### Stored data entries
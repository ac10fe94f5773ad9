//! Run state kept between aggregation runs.
//!
//! A session starts empty, holds the comments of the last successful run and
//! is emptied again by [`ReviewSession::reset`]. A failed run never touches
//! the comments of an earlier successful one.

use crate::gitlab::IntakeError;

use super::comment::ReviewComment;
use super::grouping::GroupedComments;
use super::pipeline::{AggregationReport, RunWarning};
use super::summary::RunSummary;

/// What happened to the last run recorded in a session.
#[derive(Debug, Clone, PartialEq, Eq)]
pub enum RunOutcome {
    /// The run found comments; they replaced the previous results.
    Populated {
        /// Number of comments collected.
        comments: usize,
        /// Number of merge requests processed.
        merge_requests: usize,
    },
    /// The run succeeded but found no comments.
    NoComments {
        /// Number of merge requests processed.
        merge_requests: usize,
    },
    /// The run failed; previous results were kept.
    Failed(IntakeError),
}

/// Comments of the most recent successful run.
#[derive(Debug, Clone, Default)]
pub struct ReviewSession {
    comments: Vec<ReviewComment>,
    warnings: Vec<RunWarning>,
    last_outcome: Option<RunOutcome>,
}

impl ReviewSession {
    /// Creates an empty session.
    #[must_use]
    pub fn new() -> Self {
        Self::default()
    }

    /// Records the result of a run and returns its outcome.
    ///
    /// A successful run replaces the stored comments, even when it found
    /// none. A failed run only updates the outcome.
    pub fn record(&mut self, run: Result<AggregationReport, IntakeError>) -> RunOutcome {
        match run {
            Ok(report) => {
                let merge_requests = report.merge_requests.len();
                self.store(report.comments, report.warnings, merge_requests)
            }
            Err(error) => {
                let outcome = RunOutcome::Failed(error);
                self.last_outcome = Some(outcome.clone());
                outcome
            }
        }
    }

    /// Loads a previously saved collection as if it came from a run.
    pub fn load(&mut self, comments: Vec<ReviewComment>) -> RunOutcome {
        let merge_requests = GroupedComments::from_comments(&comments).len();
        self.store(comments, Vec::new(), merge_requests)
    }

    fn store(
        &mut self,
        comments: Vec<ReviewComment>,
        warnings: Vec<RunWarning>,
        merge_requests: usize,
    ) -> RunOutcome {
        let outcome = if comments.is_empty() {
            RunOutcome::NoComments { merge_requests }
        } else {
            RunOutcome::Populated {
                comments: comments.len(),
                merge_requests,
            }
        };
        self.comments = comments;
        self.warnings = warnings;
        self.last_outcome = Some(outcome.clone());
        outcome
    }

    /// Clears results and outcome.
    pub fn reset(&mut self) {
        self.comments.clear();
        self.warnings.clear();
        self.last_outcome = None;
    }

    /// Comments of the last successful run.
    #[must_use]
    pub fn comments(&self) -> &[ReviewComment] {
        &self.comments
    }

    /// Warnings of the last successful run.
    #[must_use]
    pub fn warnings(&self) -> &[RunWarning] {
        &self.warnings
    }

    /// Outcome of the last recorded run.
    #[must_use]
    pub const fn last_outcome(&self) -> Option<&RunOutcome> {
        self.last_outcome.as_ref()
    }

    /// Returns true when the session holds no comments.
    #[must_use]
    pub const fn is_empty(&self) -> bool {
        self.comments.is_empty()
    }

    /// Groups the stored comments.
    #[must_use]
    pub fn grouped(&self) -> GroupedComments<'_> {
        GroupedComments::from_comments(&self.comments)
    }

    /// Totals over the stored comments.
    #[must_use]
    pub fn summary(&self) -> RunSummary {
        RunSummary::from_grouped(&self.grouped())
    }
}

### EXERCISE PROMPT
Out of the entries above, write out only the lines between the line holding "between aggregation runs." and the line holding "pub fn load(&mut", inclusive, each exactly as given.

### SOLVED PROBLEM
//! Run state kept between aggregation runs.
//!
//! A session starts empty, holds the comments of the last successful run and
//! is emptied again by [`ReviewSession::reset`]. A failed run never touches
//! the comments of an earlier successful one.

use crate::gitlab::IntakeError;

use super::comment::ReviewComment;
use super::grouping::GroupedComments;
use super::pipeline::{AggregationReport, RunWarning};
use super::summary::RunSummary;

/// What happened to the last run recorded in a session.
#[derive(Debug, Clone, PartialEq, Eq)]
pub enum RunOutcome {
    /// The run found comments; they replaced the previous results.
    Populated {
        /// Number of comments collected.
        comments: usize,
        /// Number of merge requests processed.
        merge_requests: usize,
    },
    /// The run succeeded but found no comments.
    NoComments {
        /// Number of merge requests processed.
        merge_requests: usize,
    },
    /// The run failed; previous results were kept.
    Failed(IntakeError),
}

/// Comments of the most recent successful run.
#[derive(Debug, Clone, Default)]
pub struct ReviewSession {
    comments: Vec<ReviewComment>,
    warnings: Vec<RunWarning>,
    last_outcome: Option<RunOutcome>,
}

impl ReviewSession {
    /// Creates an empty session.
    #[must_use]
    pub fn new() -> Self {
        Self::default()
    }

    /// Records the result of a run and returns its outcome.
    ///
    /// A successful run replaces the stored comments, even when it found
    /// none. A failed run only updates the outcome.
    pub fn record(&mut self, run: Result<AggregationReport, IntakeError>) -> RunOutcome {
        match run {
            Ok(report) => {
                let merge_requests = report.merge_requests.len();
                self.store(report.comments, report.warnings, merge_requests)
            }
            Err(error) => {
                let outcome = RunOutcome::Failed(error);
                self.last_outcome = Some(outcome.clone());
                outcome
            }
        }
    }

    /// Loads a previously saved collection as if it came from a run.
    pub fn load(&mut self, comments: Vec<ReviewComment>) -> RunOutcome {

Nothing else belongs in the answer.